Political News

The future of health care is anyone's guess

Posted July 31

The future of the Affordable Care Act is more uncertain than ever.

Over the weekend, Republicans were still reeling from their monumental loss after their plans to overhaul Obamacare were dashed in dramatic fashion.

Some, including President Donald Trump, urged the Senate to try again.

"Unless the Republican senators are total quitters, Repeal & Replace is not dead!" Trump tweeted. "Demand another vote before voting on any other bill."

Office of Management and Budget Director Mick Mulvaney said on CNN's "State of the Union" that it is "officially the White House position" that members stay in Washington until they've passed something.

"What you're seeing there is the President simply reflecting the mood of the people," Mulvaney said. "You promised folks you would do this for seven years."

For the Senate, however, valuable time has already been wasted and there is no signal that any member who voted to defeat the bill Friday is going to be ready to change their vote.

Majority Leader Mitch McConnell already spent two months trying to hammer out a health care deal with his conference in endless private meetings and exhaustive lunches. In the end, the only thing he could offer was a "skinny repeal" that did away with Obamacare's mandates and temporarily repealed the medical device tax. McConnell's closing argument was simply to pass something so that Republicans senators could go to conference with the House. That wasn't enough.

Now, McConnell has other things on his plate. The Senate needs to pass a defense bill, raise the debt ceiling and fund the government.

But Trump isn't the only one urging the Senate to keep trying.

On Friday, House Republicans gathered for a conference where they bemoaned the Senate's dysfunction, playing at the top of their gathering Gordon Lightfoot's "The Wreck of Edmund Fitzgerald," a song about a ship disaster.

They played it, one GOP member told CNN, "as an analogy to the Senate quitting on the verge of victory."

Now, Senate Republicans face a daunting choice. Do they go back to the drawing board, give up or reach across the aisle?

Fresh calls for bipartisanship came from both sides of the Capitol.

Sen. Susan Collins of Maine, one of the three Republicans who voted "no" on Friday, said it was time for Congress to search for a "bipartisan solution" to problems like high premiums, unaffordable deductibles and the lack of choices for patients.

Collins called on senators to "produce a series of bills" aimed at addressing pressing issues in health care. She said the first issue the Senate should focus on would be to stabilize the insurance markets.

"I certainly hope the administration does not do anything in the meantime to hasten that collapse," Collins said on "State of the Union."

New Jersey Rep. Leonard Lance, a moderate Republican who had voted against the House bill to repeal Obamacare earlier this year, reacted to the Senate vote by saying it is now time to "work in a bipartisan capacity."

"I would encourage our Democratic colleagues to come to the table," Lance said.

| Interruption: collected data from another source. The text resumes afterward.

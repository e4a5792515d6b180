//! Junzi Ingest (junzi-ingest) - Main entry point

use std::fs::OpenOptions;
use std::sync::Mutex;

use anyhow::{Context, Result};
use clap::Parser;
use tracing::{debug, info};
use tracing_subscriber::{layer::SubscriberExt, util::SubscriberInitExt, EnvFilter};

use junzi_common::config::{locate_config_file, LoggingConfig, RootFolderResolver, TomlConfig};
use junzi_ingest::{run, Cli, IngestContext};

fn main() -> Result<()> {
    let cli = Cli::parse();

    let config_path = locate_config_file(cli.config.as_deref());
    let config = TomlConfig::load_or_default(config_path.as_deref())
        .context("Failed to load configuration")?;

    init_tracing(&config.logging)?;
    if let Some(path) = &config_path {
        debug!("Configuration file: {}", path.display());
    }

    let root_folder = RootFolderResolver::new(cli.root_folder.clone(), &config).resolve();
    info!("Root folder: {}", root_folder.display());

    let ctx = IngestContext::new(config, root_folder)?;
    run(&ctx, cli.command)
}

/// `RUST_LOG` wins over the configured level. Logs go to stderr unless a
/// log file is configured.
fn init_tracing(logging: &LoggingConfig) -> Result<()> {
    let filter = EnvFilter::try_from_default_env()
        .unwrap_or_else(|_| EnvFilter::new(format!("junzi_common={0},junzi_ingest={0}", logging.level)));

    match &logging.file {
        Some(path) => {
            let file = OpenOptions::new()
                .create(true)
                .append(true)
                .open(path)
                .with_context(|| format!("Failed to open log file {}", path.display()))?;
            tracing_subscriber::registry()
                .with(filter)
                .with(
                    tracing_subscriber::fmt::layer()
                        .with_ansi(false)
                        .with_writer(Mutex::new(file)),
                )
                .init();
        }
        None => {
            tracing_subscriber::registry()
                .with(filter)
                .with(tracing_subscriber::fmt::layer().with_writer(std::io::stderr))
                .init();
        }
    }
    Ok(())
}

There are signs that Democrats are ready to negotiate. Instead of gloating after the Republican loss, Democratic leaders in the House and Senate had both reached out to House Speaker Paul Ryan by Friday morning. Senate Minority Leader Chuck Schumer had gone as far as silencing collective Democratic cheers on the Senate floor during the 2 a.m. vote when Arizona Republican Sen. John McCain voted down the bill.

Schumer said in a press conference Friday morning that he did that in hopes that Republicans and Democrats "can work together in a bipartisan way."

Even before the loss on Friday morning, there was some bipartisan recognition that it was time for the parties to hold hearings on health care. Sen. Lamar Alexander, the chairman of the Senate's health committee, announced he would hold hearings. And Sen. Ron Johnson, the chairman of the homeland security and government affairs panel, announced Friday he plans to work through his committee as well.

One of the top items on Democrats' agenda is to stabilize the Obamacare exchanges.

It's unclear if the administration is going to be willing to help, however.

Trump has suggested that Republicans could just let the market collapse. Right now, the Trump administration is responsible for making cost-sharing reduction payments to insurers. If the administration stopped, it could lead to more uncertainty.

"He's going to make that decision this week," White House counselor Kellyanne Conway said on "Fox News Sunday." "And that's a decision that only he can make."

On Saturday, Trump tweeted: "If a new HealthCare Bill is not approved quickly, BAILOUTS for Insurance Companies and BAILOUTS for Members of Congress will end very soon!"

Will Senate move?

All eyes are on the Senate. House Republicans, who passed a comprehensive repeal-and-replace bill, say that if something is going to happen on health care it will have to come from across the Capitol.

GOP Rep. Tom Cole said Friday that he did not expect any real push by House Republicans to restart any Obamacare repeal efforts, particularly because the House has such a full calendar in September.

If the party wants to keep health care on the front burner, Cole said, that is entirely on the Senate.

"We're prepared to go forward if the Senate does anything, but it seems to me the first thing that has to happen is the Senate needs to figure out what it can do," Cole told CNN. "I don't think there's appetite in the House to launch anything."